┏━━
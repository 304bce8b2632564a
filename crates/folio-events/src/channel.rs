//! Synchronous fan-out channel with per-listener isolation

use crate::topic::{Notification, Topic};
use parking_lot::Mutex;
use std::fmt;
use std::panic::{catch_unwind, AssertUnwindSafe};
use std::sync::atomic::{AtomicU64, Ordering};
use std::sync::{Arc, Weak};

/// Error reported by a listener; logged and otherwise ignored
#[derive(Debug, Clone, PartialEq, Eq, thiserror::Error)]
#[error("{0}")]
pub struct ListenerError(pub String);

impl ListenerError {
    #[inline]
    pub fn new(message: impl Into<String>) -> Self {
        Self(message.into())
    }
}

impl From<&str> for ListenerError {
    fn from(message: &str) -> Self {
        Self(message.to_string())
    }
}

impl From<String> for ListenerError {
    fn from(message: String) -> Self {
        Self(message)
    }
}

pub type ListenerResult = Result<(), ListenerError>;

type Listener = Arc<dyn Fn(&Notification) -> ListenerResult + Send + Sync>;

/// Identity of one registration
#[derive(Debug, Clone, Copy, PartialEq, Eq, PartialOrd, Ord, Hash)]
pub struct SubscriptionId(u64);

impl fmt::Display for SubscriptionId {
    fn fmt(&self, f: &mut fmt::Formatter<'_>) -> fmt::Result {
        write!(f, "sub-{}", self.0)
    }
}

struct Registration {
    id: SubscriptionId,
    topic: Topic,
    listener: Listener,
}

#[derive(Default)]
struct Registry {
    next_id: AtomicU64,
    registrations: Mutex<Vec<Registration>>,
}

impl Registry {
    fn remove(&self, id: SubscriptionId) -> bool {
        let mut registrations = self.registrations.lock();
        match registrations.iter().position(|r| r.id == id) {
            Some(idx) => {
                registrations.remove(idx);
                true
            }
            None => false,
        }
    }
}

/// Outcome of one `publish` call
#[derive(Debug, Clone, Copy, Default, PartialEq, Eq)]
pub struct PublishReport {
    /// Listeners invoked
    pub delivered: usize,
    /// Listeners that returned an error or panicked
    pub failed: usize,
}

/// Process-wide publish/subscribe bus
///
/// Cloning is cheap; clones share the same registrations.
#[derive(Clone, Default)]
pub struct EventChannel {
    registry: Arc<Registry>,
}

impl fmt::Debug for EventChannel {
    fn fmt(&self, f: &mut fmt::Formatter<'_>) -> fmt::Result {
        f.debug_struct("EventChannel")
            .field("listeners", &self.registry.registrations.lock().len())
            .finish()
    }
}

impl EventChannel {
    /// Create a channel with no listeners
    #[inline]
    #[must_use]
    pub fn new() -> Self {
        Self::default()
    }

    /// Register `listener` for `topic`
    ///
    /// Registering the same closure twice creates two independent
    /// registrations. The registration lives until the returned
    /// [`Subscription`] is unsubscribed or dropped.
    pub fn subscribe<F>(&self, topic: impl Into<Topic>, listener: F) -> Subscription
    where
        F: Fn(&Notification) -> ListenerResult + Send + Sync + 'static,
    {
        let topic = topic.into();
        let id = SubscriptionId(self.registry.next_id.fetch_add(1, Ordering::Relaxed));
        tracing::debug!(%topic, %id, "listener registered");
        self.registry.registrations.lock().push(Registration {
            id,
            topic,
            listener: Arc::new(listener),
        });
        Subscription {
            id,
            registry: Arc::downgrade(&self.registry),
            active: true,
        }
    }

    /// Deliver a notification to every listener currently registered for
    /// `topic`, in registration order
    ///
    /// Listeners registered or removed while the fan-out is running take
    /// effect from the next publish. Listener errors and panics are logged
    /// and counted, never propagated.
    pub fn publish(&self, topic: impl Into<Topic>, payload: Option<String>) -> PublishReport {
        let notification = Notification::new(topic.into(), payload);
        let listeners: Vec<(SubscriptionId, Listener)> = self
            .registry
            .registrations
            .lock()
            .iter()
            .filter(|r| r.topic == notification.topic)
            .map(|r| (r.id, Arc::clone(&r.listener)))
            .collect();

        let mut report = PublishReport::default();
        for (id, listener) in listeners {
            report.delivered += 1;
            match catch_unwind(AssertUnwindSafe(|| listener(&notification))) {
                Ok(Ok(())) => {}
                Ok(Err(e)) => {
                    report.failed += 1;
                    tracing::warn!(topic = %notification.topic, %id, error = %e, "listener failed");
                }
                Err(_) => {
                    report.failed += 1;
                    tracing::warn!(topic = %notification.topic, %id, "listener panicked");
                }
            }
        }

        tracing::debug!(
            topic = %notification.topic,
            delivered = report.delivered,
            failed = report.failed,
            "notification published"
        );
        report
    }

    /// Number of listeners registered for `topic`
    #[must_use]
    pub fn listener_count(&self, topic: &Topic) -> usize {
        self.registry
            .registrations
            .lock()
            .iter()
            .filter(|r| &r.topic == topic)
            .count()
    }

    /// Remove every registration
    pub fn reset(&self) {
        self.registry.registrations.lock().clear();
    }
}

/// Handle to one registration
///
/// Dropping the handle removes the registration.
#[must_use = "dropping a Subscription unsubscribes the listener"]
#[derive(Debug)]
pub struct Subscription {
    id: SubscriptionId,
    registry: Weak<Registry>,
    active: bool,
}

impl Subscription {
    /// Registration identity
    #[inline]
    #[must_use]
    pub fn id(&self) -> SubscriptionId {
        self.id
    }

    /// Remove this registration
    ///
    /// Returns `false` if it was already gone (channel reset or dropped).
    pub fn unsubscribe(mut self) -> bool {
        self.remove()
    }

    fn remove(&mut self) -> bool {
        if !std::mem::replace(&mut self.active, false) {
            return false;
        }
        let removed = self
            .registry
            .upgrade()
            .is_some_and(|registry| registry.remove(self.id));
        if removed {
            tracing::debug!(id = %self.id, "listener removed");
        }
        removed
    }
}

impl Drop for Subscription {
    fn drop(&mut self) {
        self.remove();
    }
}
┗━━
┏━━
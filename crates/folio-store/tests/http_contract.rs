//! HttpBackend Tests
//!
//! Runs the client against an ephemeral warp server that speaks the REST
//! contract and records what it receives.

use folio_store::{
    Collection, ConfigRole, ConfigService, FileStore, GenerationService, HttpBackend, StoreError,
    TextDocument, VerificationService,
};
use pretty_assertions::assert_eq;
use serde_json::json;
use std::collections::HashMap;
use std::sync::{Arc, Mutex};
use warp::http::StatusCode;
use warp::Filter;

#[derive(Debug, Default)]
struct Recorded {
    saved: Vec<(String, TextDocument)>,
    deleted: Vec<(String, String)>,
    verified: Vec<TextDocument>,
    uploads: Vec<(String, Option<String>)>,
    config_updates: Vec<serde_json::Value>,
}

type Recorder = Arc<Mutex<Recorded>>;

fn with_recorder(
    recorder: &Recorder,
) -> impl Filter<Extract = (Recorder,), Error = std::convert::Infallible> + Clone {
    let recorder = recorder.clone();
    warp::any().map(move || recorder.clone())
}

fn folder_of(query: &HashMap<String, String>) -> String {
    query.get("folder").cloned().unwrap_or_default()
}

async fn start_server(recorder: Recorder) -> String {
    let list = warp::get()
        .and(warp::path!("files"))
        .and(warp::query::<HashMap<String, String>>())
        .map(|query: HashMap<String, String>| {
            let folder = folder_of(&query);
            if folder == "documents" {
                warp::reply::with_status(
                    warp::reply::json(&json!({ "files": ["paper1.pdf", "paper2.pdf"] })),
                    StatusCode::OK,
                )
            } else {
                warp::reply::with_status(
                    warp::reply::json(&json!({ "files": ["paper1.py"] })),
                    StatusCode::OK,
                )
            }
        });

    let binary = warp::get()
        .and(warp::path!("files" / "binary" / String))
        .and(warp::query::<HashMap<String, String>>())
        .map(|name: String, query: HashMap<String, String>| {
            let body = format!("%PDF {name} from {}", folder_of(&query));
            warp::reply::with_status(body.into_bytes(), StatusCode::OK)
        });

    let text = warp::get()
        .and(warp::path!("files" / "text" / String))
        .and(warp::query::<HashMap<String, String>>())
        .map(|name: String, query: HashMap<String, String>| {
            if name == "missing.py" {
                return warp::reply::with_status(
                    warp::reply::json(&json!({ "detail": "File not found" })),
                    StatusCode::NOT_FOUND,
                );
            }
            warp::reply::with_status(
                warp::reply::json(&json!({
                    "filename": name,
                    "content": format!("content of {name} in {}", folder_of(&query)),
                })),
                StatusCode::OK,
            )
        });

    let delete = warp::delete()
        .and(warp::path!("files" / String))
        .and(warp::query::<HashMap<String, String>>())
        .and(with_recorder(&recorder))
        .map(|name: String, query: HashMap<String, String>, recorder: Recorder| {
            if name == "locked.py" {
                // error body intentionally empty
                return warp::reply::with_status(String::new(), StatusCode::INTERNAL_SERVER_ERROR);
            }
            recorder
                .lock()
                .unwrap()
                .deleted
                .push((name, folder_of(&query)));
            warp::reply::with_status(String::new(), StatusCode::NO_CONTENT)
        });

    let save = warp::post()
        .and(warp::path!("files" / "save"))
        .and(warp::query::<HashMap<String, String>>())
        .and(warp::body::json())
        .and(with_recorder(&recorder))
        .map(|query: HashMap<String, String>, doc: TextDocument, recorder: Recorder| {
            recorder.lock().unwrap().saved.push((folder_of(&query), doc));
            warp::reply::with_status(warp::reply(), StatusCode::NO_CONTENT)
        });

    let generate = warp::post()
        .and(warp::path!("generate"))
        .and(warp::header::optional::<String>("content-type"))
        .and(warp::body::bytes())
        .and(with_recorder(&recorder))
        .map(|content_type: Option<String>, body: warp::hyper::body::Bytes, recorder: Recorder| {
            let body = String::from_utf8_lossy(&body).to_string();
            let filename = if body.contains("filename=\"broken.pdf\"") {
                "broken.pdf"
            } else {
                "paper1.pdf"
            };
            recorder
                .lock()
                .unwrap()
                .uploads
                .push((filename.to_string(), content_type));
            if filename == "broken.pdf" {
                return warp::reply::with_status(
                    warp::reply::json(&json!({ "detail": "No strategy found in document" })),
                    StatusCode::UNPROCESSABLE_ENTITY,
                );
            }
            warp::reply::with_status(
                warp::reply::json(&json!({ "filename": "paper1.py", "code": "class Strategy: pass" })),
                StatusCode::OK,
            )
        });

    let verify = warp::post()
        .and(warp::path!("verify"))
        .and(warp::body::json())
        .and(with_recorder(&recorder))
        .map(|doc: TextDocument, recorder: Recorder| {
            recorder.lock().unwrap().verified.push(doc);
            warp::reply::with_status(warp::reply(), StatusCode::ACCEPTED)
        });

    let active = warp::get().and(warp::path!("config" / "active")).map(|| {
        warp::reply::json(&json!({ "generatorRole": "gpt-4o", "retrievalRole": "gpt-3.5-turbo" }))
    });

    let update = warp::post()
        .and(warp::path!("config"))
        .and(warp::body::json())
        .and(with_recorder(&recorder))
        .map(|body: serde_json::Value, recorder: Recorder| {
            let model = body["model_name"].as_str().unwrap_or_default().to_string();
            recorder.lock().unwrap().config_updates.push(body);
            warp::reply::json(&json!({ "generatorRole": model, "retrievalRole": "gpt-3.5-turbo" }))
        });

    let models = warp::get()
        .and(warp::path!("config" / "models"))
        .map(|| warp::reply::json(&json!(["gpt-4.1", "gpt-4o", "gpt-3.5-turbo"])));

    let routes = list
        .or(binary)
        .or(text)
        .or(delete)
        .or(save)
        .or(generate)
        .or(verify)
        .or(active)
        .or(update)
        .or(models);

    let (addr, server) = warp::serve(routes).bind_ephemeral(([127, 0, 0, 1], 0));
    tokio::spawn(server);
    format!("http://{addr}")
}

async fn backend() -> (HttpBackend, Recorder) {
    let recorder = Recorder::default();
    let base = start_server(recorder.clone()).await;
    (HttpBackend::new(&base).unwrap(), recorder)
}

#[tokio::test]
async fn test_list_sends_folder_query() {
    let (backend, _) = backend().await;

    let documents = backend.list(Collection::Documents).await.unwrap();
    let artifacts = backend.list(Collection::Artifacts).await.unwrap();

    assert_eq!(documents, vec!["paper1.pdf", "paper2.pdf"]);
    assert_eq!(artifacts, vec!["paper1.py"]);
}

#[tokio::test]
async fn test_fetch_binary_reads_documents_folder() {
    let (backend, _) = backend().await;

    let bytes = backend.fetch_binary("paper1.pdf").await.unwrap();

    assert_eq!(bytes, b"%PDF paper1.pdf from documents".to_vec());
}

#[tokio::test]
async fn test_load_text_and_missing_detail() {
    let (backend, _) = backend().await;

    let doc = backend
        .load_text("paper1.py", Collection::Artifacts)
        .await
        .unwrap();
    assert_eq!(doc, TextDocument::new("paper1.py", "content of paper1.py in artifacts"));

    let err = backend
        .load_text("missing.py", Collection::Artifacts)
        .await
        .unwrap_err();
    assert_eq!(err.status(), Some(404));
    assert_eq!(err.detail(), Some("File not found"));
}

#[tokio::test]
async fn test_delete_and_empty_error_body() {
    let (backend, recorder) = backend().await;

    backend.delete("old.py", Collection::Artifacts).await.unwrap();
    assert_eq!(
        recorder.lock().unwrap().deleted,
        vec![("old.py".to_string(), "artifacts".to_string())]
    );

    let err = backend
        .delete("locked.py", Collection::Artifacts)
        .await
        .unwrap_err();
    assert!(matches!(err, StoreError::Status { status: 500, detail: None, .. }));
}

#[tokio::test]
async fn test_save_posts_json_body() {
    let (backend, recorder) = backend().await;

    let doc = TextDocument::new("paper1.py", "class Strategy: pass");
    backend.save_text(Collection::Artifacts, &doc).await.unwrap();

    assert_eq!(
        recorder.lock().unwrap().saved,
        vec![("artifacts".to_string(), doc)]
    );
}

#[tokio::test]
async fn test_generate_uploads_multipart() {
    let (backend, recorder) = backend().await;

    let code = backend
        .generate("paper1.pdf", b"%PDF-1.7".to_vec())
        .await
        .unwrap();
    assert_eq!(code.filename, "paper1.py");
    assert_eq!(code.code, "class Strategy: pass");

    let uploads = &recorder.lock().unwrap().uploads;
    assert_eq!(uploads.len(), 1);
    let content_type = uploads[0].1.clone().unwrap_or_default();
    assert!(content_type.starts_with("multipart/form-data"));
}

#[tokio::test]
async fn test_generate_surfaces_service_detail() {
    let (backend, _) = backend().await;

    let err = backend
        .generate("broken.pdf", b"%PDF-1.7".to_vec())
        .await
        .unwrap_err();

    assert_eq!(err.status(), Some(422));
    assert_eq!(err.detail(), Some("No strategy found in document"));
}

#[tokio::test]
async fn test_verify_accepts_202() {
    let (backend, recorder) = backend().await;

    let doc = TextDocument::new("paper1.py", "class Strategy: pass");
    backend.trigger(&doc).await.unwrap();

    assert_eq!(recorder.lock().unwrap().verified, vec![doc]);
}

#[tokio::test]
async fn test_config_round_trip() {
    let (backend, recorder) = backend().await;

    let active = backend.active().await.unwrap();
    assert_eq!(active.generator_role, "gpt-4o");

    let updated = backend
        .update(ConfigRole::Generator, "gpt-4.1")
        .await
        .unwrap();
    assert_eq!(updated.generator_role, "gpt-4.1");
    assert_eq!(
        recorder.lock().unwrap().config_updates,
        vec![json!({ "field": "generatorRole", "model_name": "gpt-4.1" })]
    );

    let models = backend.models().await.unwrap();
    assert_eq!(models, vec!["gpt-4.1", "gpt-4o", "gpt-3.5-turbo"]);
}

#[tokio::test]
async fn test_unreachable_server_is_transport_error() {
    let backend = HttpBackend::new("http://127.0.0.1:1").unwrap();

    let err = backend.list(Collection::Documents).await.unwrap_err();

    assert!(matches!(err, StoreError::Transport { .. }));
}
┗━━
**The task**
Using the listing above, return word for word each line from the one that has "repository 304bce8b2632564a" through the one that has "pub fn new(message: impl", and no line outside that range.

**Finished task**
repository 304bce8b2632564a
filename crates/folio-events/src/channel.rs
//! Synchronous fan-out channel with per-listener isolation

use crate::topic::{Notification, Topic};
use parking_lot::Mutex;
use std::fmt;
use std::panic::{catch_unwind, AssertUnwindSafe};
use std::sync::atomic::{AtomicU64, Ordering};
use std::sync::{Arc, Weak};

/// Error reported by a listener; logged and otherwise ignored
#[derive(Debug, Clone, PartialEq, Eq, thiserror::Error)]
#[error("{0}")]
pub struct ListenerError(pub String);

impl ListenerError {
    #[inline]
    pub fn new(message: impl Into<String>) -> Self {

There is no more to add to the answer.